** Listed entries follows **

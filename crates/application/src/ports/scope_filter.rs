use scopegate_domain::ScopeIndex;
use std::sync::Arc;

/// Query surface consumed by discovery workers. Every operation is total and
/// side-effect free: malformed candidates yield `false`, never an error.
pub trait ScopeFilterPort: Send + Sync {
    fn is_domain_in_scope(&self, candidate: &str) -> bool;
    fn which_domain(&self, candidate: &str) -> Option<Arc<str>>;
    fn is_address_in_scope(&self, candidate: &str) -> bool;
    fn blacklisted(&self, candidate: &str) -> bool;
    fn domains(&self) -> Vec<Arc<str>>;
}

impl ScopeFilterPort for ScopeIndex {
    #[inline]
    fn is_domain_in_scope(&self, candidate: &str) -> bool {
        ScopeIndex::is_domain_in_scope(self, candidate)
    }

    fn which_domain(&self, candidate: &str) -> Option<Arc<str>> {
        ScopeIndex::which_domain(self, candidate)
    }

    #[inline]
    fn is_address_in_scope(&self, candidate: &str) -> bool {
        ScopeIndex::is_address_in_scope(self, candidate)
    }

    #[inline]
    fn blacklisted(&self, candidate: &str) -> bool {
        ScopeIndex::blacklisted(self, candidate)
    }

    fn domains(&self) -> Vec<Arc<str>> {
        ScopeIndex::domains(self)
    }
}
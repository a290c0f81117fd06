use async_trait::async_trait;
use serde::Deserialize;
use std::path::Path;
use tracing::info;

use scopegate_application::ports::SettingsSourcePort;
use scopegate_domain::{Config, ConfigError};

use crate::wordlists::{list_source_for, shared_client};

#[derive(Debug, Default, Deserialize)]
struct RawSettings {
    #[serde(default)]
    brute_forcing: bool,

    #[serde(default)]
    passive: bool,

    #[serde(default)]
    active: bool,

    #[serde(default)]
    alterations: bool,

    #[serde(default)]
    wordlist: Vec<String>,

    #[serde(default)]
    alt_wordlist: Vec<String>,

    /// Path or URL of a word list to hydrate `wordlist` from
    #[serde(default)]
    wordlist_file: Option<String>,

    /// Path or URL of a word list to hydrate `alt_wordlist` from
    #[serde(default)]
    alt_wordlist_file: Option<String>,

    #[serde(default)]
    scope: RawScope,
}

#[derive(Debug, Default, Deserialize)]
struct RawScope {
    #[serde(default)]
    domains: Vec<String>,

    #[serde(default)]
    addresses: Vec<String>,

    #[serde(default)]
    blacklist: Vec<String>,
}

/// Reads a TOML settings resource into a populated [`Config`], hydrating
/// word lists referenced by path or URL. Runs strictly before the concurrent
/// query phase; this is one of the two I/O boundaries of the core.
pub struct TomlSettingsLoader {
    client: reqwest::Client,
}

impl TomlSettingsLoader {
    pub fn new() -> Result<Self, ConfigError> {
        Ok(Self {
            client: shared_client()?,
        })
    }
}

#[async_trait]
impl SettingsSourcePort for TomlSettingsLoader {
    async fn load(&self, path: &str) -> Result<Config, ConfigError> {
        let contents = tokio::fs::read_to_string(path)
            .await
            .map_err(|e| ConfigError::FileRead(path.to_string(), e.to_string()))?;
        let raw: RawSettings =
            toml::from_str(&contents).map_err(|e| ConfigError::Parse(e.to_string()))?;

        let mut config = Config::new();
        config.brute_forcing = raw.brute_forcing;
        config.passive = raw.passive;
        config.active = raw.active;
        config.alterations = raw.alterations;
        config.wordlist = raw.wordlist;
        config.alt_wordlist = raw.alt_wordlist;

        config.scope.add_domains(&raw.scope.domains);
        for entry in &raw.scope.blacklist {
            config.scope.add_blacklist_entry(entry);
        }
        config
            .scope
            .add_addresses(&raw.scope.addresses)
            .map_err(|e| ConfigError::Validation(e.to_string()))?;

        if let Some(resource) = &raw.wordlist_file {
            let resource = resolve_resource(path, resource);
            let lines = list_source_for(&resource, &self.client).load().await?;
            config.wordlist.extend(lines);
            info!(resource = %resource, words = config.wordlist.len(), "Hydrated wordlist");
        }
        if let Some(resource) = &raw.alt_wordlist_file {
            let resource = resolve_resource(path, resource);
            let lines = list_source_for(&resource, &self.client).load().await?;
            config.alt_wordlist.extend(lines);
            info!(resource = %resource, words = config.alt_wordlist.len(), "Hydrated alteration wordlist");
        }

        info!(
            path = %path,
            domains = config.scope.provided_names.len(),
            addresses = config.scope.addresses.len(),
            blacklist = config.scope.blacklist.len(),
            "Settings loaded"
        );

        Ok(config)
    }
}

/// Relative file resources are resolved against the settings file's
/// directory; URLs and absolute paths pass through unchanged.
fn resolve_resource(settings_path: &str, resource: &str) -> String {
    if resource.starts_with("http://") || resource.starts_with("https://") {
        return resource.to_string();
    }
    let resource_path = Path::new(resource);
    if resource_path.is_absolute() {
        return resource.to_string();
    }
    match Path::new(settings_path).parent() {
        Some(dir) => dir.join(resource_path).display().to_string(),
        None => resource.to_string(),
    }
}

** End of Listed entries **

Task directions | Every record must appear in the answer exactly as it appears above.

Reply to the exercise |
filename crates/application/src/ports/scope_filter.rs
use scopegate_domain::ScopeIndex;
use std::sync::Arc;

/// Query surface consumed by discovery workers. Every operation is total and
/// side-effect free: malformed candidates yield `false`, never an error.
pub trait ScopeFilterPort: Send + Sync {
    fn is_domain_in_scope(&self, candidate: &str) -> bool;
    fn which_domain(&self, candidate: &str) -> Option<Arc<str>>;
    fn is_address_in_scope(&self, candidate: &str) -> bool;
    fn blacklisted(&self, candidate: &str) -> bool;
    fn domains(&self) -> Vec<Arc<str>>;
}

impl ScopeFilterPort for ScopeIndex {
    #[inline]
    fn is_domain_in_scope(&self, candidate: &str) -> bool {
        ScopeIndex::is_domain_in_scope(self, candidate)
    }

    fn which_domain(&self, candidate: &str) -> Option<Arc<str>> {
        ScopeIndex::which_domain(self, candidate)
    }

    #[inline]
    fn is_address_in_scope(&self, candidate: &str) -> bool {
        ScopeIndex::is_address_in_scope(self, candidate)
    }

    #[inline]
    fn blacklisted(&self, candidate: &str) -> bool {
        ScopeIndex::blacklisted(self, candidate)
    }

    fn domains(&self) -> Vec<Arc<str>> {
        ScopeIndex::domains(self)
    }
}
repository a290c0f81117fd06
use async_trait::async_trait;
use serde::Deserialize;
use std::path::Path;
use tracing::info;

use scopegate_application::ports::SettingsSourcePort;
use scopegate_domain::{Config, ConfigError};

use crate::wordlists::{list_source_for, shared_client};

#[derive(Debug, Default, Deserialize)]
struct RawSettings {
    #[serde(default)]
    brute_forcing: bool,

    #[serde(default)]
    passive: bool,

    #[serde(default)]
    active: bool,

    #[serde(default)]
    alterations: bool,

    #[serde(default)]
    wordlist: Vec<String>,

    #[serde(default)]
    alt_wordlist: Vec<String>,

    /// Path or URL of a word list to hydrate `wordlist` from
    #[serde(default)]
    wordlist_file: Option<String>,

    /// Path or URL of a word list to hydrate `alt_wordlist` from
    #[serde(default)]
    alt_wordlist_file: Option<String>,

    #[serde(default)]
    scope: RawScope,
}

#[derive(Debug, Default, Deserialize)]
struct RawScope {
    #[serde(default)]
    domains: Vec<String>,

    #[serde(default)]
    addresses: Vec<String>,

    #[serde(default)]
    blacklist: Vec<String>,
}

/// Reads a TOML settings resource into a populated [`Config`], hydrating
/// word lists referenced by path or URL. Runs strictly before the concurrent
/// query phase; this is one of the two I/O boundaries of the core.
pub struct TomlSettingsLoader {
    client: reqwest::Client,
}

impl TomlSettingsLoader {
    pub fn new() -> Result<Self, ConfigError> {
        Ok(Self {
            client: shared_client()?,
        })
    }
}

#[async_trait]
impl SettingsSourcePort for TomlSettingsLoader {
    async fn load(&self, path: &str) -> Result<Config, ConfigError> {
        let contents = tokio::fs::read_to_string(path)
            .await
            .map_err(|e| ConfigError::FileRead(path.to_string(), e.to_string()))?;
        let raw: RawSettings =
            toml::from_str(&contents).map_err(|e| ConfigError::Parse(e.to_string()))?;

        let mut config = Config::new();
        config.brute_forcing = raw.brute_forcing;
        config.passive = raw.passive;
        config.active = raw.active;
        config.alterations = raw.alterations;
        config.wordlist = raw.wordlist;
        config.alt_wordlist = raw.alt_wordlist;

        config.scope.add_domains(&raw.scope.domains);
        for entry in &raw.scope.blacklist {
            config.scope.add_blacklist_entry(entry);
        }
        config
            .scope
            .add_addresses(&raw.scope.addresses)
            .map_err(|e| ConfigError::Validation(e.to_string()))?;

        if let Some(resource) = &raw.wordlist_file {
            let resource = resolve_resource(path, resource);
            let lines = list_source_for(&resource, &self.client).load().await?;
            config.wordlist.extend(lines);
            info!(resource = %resource, words = config.wordlist.len(), "Hydrated wordlist");
        }
        if let Some(resource) = &raw.alt_wordlist_file {
            let resource = resolve_resource(path, resource);
            let lines = list_source_for(&resource, &self.client).load().await?;
            config.alt_wordlist.extend(lines);
            info!(resource = %resource, words = config.alt_wordlist.len(), "Hydrated alteration wordlist");
        }

        info!(
            path = %path,
            domains = config.scope.provided_names.len(),
            addresses = config.scope.addresses.len(),
            blacklist = config.scope.blacklist.len(),
            "Settings loaded"
        );

        Ok(config)
    }
}

/// Relative file resources are resolved against the settings file's
/// directory; URLs and absolute paths pass through unchanged.
fn resolve_resource(settings_path: &str, resource: &str) -> String {
    if resource.starts_with("http://") || resource.starts_with("https://") {
        return resource.to_string();
    }
    let resource_path = Path::new(resource);
    if resource_path.is_absolute() {
        return resource.to_string();
    }
    match Path::new(settings_path).parent() {
        Some(dir) => dir.join(resource_path).display().to_string(),
        None => resource.to_string(),
    }
}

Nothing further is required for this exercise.